* **WHAT YOU HAVE TO DO**: Among the entries that follow, find every line with the word "named" and copy it.

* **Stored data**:

BEGIN

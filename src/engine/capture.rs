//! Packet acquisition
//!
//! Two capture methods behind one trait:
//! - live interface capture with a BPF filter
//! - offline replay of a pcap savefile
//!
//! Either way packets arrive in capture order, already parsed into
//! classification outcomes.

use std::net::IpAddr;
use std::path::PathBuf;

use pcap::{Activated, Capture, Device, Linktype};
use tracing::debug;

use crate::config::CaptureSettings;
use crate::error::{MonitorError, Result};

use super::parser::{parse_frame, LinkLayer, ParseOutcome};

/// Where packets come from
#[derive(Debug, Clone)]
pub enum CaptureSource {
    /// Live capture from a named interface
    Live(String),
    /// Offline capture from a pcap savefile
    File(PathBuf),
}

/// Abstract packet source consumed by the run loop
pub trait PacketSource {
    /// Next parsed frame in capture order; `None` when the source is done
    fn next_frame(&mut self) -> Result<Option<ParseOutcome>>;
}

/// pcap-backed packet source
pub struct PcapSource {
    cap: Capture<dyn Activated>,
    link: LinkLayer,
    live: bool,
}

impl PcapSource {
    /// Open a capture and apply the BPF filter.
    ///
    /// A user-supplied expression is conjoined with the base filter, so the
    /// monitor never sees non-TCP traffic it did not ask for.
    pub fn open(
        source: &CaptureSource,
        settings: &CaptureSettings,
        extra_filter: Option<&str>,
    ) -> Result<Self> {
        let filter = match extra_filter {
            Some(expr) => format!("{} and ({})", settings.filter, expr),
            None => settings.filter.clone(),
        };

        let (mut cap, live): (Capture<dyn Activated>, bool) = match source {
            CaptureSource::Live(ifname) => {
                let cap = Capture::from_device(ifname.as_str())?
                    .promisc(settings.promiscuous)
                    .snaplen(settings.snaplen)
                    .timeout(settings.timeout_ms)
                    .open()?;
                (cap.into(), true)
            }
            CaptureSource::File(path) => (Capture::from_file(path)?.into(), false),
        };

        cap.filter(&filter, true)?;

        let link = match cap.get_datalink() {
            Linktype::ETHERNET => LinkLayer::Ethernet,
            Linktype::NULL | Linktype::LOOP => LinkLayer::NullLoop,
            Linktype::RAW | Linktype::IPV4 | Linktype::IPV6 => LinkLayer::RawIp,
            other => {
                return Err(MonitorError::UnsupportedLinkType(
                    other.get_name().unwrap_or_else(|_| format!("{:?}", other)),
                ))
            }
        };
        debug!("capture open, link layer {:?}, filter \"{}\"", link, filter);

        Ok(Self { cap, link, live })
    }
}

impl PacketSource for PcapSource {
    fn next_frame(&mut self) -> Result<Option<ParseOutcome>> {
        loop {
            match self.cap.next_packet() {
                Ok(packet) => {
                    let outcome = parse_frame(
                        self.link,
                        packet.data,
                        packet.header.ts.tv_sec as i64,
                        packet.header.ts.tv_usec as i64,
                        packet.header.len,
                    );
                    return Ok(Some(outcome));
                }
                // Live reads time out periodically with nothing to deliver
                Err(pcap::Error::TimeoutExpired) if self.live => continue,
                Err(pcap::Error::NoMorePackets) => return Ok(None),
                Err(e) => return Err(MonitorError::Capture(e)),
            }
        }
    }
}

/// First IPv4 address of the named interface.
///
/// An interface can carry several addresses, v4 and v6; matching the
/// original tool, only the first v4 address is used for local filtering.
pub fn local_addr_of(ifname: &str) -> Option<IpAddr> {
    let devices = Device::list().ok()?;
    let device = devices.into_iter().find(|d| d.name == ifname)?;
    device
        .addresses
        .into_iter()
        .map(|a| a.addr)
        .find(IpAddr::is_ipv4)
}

END
BEGIN

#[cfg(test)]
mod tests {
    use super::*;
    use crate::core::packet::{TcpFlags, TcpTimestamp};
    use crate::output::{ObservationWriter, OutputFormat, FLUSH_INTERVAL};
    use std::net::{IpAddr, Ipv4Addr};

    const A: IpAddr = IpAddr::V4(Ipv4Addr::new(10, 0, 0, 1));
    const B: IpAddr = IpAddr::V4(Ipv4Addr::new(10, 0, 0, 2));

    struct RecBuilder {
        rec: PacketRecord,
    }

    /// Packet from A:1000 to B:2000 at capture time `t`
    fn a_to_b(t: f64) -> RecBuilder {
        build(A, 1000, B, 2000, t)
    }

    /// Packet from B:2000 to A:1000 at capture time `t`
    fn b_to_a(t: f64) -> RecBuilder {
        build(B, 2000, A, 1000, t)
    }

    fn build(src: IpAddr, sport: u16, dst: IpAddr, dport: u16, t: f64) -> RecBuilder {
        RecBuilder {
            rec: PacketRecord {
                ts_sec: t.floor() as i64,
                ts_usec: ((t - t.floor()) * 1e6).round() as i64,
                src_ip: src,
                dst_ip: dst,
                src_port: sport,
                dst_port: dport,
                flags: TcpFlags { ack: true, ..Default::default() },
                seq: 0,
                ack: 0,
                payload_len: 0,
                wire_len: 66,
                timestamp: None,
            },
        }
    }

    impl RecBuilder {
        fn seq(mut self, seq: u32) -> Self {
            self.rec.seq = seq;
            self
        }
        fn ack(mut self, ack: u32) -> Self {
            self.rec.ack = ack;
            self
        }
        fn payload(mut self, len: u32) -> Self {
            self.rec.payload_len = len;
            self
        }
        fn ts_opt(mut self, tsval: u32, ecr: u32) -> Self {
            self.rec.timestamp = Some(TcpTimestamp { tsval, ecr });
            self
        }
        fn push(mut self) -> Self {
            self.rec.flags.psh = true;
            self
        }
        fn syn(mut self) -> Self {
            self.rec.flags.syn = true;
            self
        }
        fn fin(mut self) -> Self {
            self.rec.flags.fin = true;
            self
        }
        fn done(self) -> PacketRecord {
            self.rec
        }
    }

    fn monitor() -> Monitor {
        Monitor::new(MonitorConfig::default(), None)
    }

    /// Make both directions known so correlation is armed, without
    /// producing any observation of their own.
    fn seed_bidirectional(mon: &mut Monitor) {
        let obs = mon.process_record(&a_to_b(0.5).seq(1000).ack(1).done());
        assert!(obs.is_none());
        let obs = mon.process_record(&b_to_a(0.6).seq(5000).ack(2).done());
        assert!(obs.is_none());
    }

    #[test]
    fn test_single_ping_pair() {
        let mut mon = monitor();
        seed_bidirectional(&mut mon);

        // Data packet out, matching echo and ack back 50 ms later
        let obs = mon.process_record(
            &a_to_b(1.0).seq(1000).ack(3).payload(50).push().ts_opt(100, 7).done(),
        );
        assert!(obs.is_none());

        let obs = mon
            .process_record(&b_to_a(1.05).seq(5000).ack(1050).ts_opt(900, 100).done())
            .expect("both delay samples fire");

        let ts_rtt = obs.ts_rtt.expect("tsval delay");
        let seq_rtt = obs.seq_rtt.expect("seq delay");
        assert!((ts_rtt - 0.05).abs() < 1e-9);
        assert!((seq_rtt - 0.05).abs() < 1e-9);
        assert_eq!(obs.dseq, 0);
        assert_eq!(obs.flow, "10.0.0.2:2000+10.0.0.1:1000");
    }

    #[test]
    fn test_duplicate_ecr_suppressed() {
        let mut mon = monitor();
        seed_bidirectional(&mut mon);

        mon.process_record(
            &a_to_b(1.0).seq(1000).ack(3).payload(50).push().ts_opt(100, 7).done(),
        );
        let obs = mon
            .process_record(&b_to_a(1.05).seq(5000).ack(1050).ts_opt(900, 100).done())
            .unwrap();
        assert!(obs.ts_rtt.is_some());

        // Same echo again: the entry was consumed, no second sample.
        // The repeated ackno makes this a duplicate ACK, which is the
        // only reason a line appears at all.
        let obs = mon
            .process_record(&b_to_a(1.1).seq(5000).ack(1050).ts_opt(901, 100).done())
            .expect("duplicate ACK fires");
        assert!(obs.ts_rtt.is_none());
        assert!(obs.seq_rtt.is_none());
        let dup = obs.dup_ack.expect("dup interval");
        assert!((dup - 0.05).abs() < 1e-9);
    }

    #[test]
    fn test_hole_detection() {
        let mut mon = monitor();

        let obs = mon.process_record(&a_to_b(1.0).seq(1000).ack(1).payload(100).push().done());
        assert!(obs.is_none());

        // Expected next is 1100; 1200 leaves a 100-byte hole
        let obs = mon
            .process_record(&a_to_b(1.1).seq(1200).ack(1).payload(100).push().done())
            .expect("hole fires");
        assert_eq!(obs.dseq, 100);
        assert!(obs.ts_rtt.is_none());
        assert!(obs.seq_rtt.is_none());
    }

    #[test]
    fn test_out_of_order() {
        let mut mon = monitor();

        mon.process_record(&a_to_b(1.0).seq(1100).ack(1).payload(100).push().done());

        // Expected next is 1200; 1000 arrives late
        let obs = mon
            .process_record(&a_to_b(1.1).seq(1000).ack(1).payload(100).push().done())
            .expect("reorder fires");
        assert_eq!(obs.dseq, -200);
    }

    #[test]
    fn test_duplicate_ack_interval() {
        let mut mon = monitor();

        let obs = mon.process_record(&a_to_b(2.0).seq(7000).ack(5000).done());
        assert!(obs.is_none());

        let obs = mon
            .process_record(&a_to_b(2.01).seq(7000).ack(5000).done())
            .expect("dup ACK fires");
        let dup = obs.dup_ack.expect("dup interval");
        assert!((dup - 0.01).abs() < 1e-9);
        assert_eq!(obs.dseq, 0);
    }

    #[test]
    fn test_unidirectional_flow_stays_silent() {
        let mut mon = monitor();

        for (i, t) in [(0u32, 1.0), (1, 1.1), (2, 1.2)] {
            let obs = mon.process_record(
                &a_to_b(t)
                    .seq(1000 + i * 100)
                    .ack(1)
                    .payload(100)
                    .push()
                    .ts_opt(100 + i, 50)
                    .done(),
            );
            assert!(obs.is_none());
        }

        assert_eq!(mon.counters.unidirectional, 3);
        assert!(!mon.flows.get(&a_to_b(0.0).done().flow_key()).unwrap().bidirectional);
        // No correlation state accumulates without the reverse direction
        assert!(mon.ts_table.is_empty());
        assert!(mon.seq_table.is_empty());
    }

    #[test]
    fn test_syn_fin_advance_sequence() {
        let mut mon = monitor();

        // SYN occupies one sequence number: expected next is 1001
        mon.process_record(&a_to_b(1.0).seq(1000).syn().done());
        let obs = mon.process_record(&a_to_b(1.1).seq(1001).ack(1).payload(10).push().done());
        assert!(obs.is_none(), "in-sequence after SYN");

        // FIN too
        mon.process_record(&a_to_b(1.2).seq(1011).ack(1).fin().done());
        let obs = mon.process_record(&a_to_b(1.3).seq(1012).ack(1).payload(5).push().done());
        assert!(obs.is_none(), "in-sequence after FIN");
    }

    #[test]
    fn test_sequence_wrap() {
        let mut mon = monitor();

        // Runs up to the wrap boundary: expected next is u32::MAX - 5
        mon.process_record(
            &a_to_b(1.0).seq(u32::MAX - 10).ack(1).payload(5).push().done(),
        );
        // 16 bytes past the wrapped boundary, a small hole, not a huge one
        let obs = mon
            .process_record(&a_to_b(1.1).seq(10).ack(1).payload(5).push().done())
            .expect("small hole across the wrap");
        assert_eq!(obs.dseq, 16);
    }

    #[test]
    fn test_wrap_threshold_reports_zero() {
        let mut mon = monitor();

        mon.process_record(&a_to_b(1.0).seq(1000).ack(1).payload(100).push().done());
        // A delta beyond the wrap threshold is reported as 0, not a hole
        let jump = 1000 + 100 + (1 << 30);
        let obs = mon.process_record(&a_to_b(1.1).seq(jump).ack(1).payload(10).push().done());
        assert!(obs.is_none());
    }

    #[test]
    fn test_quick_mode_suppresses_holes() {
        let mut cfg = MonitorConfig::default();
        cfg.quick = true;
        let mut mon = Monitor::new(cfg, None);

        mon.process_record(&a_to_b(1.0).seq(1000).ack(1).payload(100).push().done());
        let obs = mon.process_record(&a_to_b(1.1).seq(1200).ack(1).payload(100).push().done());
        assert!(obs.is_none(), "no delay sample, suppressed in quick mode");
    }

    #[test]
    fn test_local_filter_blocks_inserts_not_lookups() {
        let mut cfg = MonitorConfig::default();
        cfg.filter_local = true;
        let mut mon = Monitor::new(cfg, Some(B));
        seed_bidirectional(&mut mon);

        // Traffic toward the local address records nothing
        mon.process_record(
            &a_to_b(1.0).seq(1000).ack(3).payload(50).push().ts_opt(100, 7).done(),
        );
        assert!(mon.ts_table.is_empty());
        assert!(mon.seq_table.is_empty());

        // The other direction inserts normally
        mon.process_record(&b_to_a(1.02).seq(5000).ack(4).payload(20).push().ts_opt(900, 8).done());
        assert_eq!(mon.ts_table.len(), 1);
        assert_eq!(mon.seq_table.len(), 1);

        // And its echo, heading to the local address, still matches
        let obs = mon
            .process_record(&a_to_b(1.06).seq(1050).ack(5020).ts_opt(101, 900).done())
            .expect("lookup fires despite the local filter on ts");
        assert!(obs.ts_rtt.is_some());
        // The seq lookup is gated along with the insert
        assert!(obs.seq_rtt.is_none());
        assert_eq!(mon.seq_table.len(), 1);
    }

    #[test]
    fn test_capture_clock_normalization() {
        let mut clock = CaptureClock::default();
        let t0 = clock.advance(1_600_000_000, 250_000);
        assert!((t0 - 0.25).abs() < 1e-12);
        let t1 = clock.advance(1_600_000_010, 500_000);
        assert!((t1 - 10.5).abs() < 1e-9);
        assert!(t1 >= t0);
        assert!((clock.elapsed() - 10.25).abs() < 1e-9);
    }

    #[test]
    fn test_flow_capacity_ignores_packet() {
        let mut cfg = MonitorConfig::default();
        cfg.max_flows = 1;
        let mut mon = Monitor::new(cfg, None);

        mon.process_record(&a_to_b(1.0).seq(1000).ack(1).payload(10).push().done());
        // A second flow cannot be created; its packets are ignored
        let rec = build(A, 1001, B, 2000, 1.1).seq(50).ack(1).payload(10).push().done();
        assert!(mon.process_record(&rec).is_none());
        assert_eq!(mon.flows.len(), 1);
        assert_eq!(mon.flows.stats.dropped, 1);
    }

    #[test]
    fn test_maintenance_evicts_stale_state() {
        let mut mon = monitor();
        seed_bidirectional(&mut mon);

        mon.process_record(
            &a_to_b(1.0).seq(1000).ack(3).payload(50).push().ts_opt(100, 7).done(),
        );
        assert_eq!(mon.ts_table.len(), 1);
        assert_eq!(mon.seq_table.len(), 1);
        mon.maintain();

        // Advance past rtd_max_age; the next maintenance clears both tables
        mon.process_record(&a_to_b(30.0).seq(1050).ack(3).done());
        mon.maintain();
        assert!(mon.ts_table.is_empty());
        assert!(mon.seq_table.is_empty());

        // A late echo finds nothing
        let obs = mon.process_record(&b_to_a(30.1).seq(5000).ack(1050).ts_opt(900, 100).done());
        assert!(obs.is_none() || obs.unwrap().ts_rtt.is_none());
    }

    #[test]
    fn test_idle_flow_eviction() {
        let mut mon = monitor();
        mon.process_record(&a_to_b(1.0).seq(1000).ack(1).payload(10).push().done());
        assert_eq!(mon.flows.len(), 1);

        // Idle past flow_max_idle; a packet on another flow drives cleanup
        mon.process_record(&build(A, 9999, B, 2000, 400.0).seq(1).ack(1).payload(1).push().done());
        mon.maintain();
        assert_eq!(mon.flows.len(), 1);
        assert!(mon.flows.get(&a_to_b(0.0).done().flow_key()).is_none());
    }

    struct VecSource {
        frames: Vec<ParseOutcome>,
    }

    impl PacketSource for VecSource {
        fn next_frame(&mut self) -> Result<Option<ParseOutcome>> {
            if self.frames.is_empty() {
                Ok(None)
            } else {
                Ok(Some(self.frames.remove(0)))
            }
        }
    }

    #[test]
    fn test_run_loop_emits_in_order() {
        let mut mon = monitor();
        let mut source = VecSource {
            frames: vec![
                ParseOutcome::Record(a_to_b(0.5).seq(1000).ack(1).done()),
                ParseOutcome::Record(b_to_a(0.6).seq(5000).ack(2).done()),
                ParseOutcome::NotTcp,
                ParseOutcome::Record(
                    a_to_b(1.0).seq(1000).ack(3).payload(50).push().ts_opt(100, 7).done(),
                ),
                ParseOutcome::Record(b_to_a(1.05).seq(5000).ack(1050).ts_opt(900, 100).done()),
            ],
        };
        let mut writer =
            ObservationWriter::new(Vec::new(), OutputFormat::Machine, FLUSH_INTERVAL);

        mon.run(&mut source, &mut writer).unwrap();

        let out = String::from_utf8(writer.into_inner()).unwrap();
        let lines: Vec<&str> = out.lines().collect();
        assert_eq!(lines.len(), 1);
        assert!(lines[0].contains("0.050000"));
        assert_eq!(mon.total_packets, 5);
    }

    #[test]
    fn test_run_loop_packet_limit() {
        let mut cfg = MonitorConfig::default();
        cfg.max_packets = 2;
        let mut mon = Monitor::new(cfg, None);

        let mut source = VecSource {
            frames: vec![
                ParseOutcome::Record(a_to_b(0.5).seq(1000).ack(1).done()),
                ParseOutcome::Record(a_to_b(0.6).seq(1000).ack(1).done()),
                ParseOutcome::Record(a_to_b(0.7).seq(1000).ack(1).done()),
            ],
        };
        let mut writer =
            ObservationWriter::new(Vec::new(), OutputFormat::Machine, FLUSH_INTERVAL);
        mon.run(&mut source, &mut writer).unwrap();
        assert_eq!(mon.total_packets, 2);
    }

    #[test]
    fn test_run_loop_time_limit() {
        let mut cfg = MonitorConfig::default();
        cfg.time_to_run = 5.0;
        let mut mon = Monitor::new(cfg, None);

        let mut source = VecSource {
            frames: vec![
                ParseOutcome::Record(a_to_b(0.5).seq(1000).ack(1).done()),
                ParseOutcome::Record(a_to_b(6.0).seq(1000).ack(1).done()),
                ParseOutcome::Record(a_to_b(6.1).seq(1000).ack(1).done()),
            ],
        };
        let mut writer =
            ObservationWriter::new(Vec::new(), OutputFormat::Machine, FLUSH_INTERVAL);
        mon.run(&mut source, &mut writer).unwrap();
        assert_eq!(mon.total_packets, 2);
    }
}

END
BEGIN

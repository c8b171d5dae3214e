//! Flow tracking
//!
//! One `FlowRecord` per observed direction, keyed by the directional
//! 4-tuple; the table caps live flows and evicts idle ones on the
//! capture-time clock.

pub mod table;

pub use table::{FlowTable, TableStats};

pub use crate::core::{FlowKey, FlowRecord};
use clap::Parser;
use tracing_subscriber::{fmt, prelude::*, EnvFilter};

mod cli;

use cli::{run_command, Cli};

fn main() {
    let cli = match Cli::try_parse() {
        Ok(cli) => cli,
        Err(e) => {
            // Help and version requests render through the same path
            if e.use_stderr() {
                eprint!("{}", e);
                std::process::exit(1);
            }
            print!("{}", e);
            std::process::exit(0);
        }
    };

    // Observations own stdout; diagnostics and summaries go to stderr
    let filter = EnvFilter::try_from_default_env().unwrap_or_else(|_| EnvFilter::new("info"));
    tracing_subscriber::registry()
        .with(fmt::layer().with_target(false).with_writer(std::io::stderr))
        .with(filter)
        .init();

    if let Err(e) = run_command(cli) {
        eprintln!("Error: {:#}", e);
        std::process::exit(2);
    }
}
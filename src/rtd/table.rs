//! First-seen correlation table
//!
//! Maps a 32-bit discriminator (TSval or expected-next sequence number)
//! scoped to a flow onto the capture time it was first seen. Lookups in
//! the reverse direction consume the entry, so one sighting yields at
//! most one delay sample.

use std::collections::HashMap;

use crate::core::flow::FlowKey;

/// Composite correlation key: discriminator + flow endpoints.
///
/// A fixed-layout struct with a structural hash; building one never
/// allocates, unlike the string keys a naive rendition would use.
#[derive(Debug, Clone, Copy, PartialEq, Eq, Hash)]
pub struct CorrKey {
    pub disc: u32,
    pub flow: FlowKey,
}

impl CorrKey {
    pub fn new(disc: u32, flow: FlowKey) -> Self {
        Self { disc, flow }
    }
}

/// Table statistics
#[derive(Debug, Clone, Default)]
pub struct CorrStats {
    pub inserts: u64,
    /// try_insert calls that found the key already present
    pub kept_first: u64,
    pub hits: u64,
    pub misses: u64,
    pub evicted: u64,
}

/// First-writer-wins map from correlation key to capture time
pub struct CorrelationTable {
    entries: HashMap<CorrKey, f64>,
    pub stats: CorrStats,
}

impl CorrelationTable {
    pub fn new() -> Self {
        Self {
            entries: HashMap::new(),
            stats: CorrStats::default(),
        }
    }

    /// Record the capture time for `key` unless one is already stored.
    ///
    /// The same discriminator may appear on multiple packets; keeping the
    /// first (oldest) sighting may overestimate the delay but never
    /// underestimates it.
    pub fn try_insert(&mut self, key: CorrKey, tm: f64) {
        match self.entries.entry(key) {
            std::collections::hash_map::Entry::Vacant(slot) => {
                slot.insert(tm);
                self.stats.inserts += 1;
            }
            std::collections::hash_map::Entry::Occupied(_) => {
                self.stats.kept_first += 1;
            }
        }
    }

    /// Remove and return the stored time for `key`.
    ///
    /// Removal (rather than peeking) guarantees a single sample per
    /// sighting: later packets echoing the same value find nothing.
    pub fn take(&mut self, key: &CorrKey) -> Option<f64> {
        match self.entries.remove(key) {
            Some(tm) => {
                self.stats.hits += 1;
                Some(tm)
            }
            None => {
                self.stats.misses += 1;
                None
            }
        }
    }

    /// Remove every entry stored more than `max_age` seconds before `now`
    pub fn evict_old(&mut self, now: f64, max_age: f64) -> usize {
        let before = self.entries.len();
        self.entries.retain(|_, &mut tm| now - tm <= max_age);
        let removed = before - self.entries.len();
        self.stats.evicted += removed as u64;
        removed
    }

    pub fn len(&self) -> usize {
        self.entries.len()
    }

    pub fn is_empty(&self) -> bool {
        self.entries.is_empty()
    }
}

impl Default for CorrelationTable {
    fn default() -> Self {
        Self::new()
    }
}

END

* **RESULT OF THIS EXERCISE**:
    /// Live capture from a named interface
/// First IPv4 address of the named interface.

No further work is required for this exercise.